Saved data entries
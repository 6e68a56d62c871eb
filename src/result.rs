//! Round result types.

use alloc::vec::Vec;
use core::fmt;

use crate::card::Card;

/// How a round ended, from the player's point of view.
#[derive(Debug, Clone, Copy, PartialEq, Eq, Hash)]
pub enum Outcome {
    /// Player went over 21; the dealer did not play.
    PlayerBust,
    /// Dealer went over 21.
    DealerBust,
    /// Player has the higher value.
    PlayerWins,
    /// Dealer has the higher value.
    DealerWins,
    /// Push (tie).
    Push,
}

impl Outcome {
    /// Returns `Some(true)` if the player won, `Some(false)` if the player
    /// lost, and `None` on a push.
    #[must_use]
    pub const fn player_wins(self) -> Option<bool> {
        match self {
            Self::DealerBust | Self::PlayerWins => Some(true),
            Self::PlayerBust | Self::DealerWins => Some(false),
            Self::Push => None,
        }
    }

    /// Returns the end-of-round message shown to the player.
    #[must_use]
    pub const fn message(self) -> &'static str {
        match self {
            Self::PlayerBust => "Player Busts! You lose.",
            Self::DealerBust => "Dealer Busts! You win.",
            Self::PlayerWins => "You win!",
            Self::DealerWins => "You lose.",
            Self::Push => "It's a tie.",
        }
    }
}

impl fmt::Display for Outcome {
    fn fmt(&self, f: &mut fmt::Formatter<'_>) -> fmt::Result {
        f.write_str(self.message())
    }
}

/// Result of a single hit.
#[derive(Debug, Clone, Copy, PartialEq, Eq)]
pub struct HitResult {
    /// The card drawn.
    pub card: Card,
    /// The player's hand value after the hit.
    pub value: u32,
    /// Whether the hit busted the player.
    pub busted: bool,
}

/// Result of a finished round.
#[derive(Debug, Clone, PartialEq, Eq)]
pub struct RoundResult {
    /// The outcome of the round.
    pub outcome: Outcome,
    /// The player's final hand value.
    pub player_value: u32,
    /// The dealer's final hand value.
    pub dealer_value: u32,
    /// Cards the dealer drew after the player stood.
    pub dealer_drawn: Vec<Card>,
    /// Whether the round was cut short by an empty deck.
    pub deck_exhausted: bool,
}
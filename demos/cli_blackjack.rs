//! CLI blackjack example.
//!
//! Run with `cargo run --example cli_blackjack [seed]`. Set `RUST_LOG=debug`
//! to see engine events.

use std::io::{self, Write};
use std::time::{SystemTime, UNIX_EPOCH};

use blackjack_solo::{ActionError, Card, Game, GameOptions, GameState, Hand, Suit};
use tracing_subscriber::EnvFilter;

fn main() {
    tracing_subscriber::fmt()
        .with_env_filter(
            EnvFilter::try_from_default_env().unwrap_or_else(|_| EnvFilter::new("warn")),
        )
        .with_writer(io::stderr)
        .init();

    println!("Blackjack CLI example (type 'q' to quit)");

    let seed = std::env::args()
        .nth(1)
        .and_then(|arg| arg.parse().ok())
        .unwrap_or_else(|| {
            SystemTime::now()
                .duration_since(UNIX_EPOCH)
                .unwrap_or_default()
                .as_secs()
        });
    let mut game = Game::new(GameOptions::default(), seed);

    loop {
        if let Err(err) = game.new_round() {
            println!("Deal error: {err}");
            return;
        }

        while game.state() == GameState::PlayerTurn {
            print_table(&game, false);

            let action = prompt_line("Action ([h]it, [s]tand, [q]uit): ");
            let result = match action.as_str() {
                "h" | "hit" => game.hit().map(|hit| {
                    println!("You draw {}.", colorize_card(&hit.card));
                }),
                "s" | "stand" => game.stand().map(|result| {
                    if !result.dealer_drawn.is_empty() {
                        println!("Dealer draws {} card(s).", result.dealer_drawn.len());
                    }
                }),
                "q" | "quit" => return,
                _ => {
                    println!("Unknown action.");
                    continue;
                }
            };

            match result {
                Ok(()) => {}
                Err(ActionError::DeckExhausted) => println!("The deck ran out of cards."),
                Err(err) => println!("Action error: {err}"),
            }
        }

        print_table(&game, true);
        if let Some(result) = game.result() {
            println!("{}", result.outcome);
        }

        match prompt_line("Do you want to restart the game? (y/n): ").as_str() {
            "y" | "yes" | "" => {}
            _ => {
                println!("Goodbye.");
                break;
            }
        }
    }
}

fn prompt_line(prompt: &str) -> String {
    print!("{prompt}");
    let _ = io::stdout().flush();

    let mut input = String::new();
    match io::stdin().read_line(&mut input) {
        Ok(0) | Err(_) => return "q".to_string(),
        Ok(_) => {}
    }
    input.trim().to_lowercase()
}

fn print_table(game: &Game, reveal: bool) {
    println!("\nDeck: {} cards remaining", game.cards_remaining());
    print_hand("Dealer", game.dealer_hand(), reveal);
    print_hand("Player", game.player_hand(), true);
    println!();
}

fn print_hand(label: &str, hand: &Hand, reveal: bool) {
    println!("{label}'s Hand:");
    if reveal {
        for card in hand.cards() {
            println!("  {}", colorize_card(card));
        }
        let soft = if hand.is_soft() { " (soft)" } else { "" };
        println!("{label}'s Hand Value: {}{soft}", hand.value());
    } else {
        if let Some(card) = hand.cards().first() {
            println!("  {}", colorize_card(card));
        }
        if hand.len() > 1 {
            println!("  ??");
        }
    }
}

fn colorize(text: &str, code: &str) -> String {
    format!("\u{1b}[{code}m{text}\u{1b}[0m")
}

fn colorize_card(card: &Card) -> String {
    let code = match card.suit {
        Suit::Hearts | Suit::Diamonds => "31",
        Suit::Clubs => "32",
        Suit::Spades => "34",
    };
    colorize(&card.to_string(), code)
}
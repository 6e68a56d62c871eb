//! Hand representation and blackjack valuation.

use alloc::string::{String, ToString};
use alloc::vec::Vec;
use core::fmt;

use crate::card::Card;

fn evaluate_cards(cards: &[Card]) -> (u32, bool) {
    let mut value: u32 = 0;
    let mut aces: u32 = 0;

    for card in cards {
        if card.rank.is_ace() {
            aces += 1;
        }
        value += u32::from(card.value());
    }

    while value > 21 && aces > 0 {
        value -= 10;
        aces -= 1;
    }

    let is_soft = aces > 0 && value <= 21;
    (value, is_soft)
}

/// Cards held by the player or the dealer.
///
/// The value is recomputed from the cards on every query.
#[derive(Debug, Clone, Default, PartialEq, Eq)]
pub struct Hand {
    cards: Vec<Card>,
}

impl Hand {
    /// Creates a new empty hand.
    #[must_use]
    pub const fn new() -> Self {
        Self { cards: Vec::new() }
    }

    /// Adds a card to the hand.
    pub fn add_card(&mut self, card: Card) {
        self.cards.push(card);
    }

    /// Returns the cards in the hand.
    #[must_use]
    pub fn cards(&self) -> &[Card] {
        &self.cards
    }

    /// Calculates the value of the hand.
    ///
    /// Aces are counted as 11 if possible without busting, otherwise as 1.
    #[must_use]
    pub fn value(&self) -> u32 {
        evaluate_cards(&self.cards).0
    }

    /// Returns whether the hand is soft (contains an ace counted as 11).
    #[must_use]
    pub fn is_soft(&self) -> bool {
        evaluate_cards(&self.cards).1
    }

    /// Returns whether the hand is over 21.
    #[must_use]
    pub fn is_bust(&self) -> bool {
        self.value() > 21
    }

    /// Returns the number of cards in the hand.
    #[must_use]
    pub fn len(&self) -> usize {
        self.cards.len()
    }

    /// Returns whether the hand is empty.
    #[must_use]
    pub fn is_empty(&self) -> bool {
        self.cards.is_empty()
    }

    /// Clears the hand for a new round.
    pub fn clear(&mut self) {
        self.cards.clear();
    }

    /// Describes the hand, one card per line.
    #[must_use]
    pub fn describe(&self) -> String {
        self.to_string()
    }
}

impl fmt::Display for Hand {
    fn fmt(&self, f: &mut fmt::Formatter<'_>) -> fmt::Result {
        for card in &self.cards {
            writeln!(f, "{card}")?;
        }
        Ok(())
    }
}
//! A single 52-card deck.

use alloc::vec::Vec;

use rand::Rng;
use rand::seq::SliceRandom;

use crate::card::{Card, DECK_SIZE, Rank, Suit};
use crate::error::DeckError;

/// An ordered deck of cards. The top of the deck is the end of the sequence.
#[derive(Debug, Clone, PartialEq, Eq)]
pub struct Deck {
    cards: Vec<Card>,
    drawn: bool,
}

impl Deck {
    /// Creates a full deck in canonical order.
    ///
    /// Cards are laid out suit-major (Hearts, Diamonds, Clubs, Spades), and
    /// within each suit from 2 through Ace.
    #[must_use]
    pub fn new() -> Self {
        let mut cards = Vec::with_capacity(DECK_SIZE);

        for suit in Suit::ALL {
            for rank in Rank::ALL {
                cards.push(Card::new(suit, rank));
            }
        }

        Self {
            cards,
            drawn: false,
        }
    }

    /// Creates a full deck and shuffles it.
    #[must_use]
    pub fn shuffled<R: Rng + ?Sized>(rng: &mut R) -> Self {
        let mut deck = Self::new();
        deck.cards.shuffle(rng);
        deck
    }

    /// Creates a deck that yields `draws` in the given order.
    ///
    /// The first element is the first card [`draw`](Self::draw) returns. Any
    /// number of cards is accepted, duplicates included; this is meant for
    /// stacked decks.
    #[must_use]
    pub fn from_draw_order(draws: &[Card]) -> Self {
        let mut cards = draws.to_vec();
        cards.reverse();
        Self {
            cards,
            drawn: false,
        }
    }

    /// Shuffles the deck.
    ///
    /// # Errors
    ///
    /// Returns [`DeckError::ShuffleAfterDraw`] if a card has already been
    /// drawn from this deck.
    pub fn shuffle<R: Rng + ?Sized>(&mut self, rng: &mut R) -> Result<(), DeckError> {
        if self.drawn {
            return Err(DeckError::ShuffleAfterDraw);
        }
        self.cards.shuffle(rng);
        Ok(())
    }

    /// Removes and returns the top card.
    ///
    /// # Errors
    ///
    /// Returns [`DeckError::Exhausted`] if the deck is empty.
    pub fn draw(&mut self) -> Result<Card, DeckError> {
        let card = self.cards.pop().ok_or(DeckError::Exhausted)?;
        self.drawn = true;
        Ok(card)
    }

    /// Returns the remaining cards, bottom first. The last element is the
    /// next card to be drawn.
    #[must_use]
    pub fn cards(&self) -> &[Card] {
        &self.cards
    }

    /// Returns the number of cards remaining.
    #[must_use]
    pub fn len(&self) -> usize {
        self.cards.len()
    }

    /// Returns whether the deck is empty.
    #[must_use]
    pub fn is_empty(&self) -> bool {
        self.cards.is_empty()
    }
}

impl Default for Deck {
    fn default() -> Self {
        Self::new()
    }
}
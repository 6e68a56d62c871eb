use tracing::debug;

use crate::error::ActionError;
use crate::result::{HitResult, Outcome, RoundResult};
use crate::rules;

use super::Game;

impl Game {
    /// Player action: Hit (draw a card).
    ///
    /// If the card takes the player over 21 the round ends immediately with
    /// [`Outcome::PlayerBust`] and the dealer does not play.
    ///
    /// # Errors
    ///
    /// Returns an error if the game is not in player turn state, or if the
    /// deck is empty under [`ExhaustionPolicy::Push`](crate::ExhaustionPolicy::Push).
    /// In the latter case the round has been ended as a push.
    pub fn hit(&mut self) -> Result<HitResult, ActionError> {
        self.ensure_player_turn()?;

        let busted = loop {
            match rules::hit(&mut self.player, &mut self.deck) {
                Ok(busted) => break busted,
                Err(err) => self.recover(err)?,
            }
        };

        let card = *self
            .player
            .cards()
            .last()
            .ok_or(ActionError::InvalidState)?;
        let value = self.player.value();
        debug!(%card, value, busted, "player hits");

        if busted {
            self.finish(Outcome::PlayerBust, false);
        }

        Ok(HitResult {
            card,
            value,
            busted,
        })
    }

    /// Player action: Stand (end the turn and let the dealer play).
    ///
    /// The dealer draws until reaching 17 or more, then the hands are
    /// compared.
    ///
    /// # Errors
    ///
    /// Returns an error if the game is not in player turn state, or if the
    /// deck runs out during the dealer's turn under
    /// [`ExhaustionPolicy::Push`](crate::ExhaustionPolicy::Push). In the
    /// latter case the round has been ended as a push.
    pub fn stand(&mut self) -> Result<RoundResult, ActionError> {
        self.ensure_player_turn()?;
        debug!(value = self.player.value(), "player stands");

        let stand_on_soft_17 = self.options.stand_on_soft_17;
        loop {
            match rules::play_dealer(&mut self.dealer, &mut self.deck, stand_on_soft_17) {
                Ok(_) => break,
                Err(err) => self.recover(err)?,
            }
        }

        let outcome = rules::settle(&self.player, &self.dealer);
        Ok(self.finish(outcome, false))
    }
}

What is required:
Look through the records above and please copy every line in which the string "DealerBust" occurs.

Completed exercise:
    DealerBust,
            Self::DealerBust | Self::PlayerWins => Some(true),
            Self::DealerBust => "Dealer Busts! You win.",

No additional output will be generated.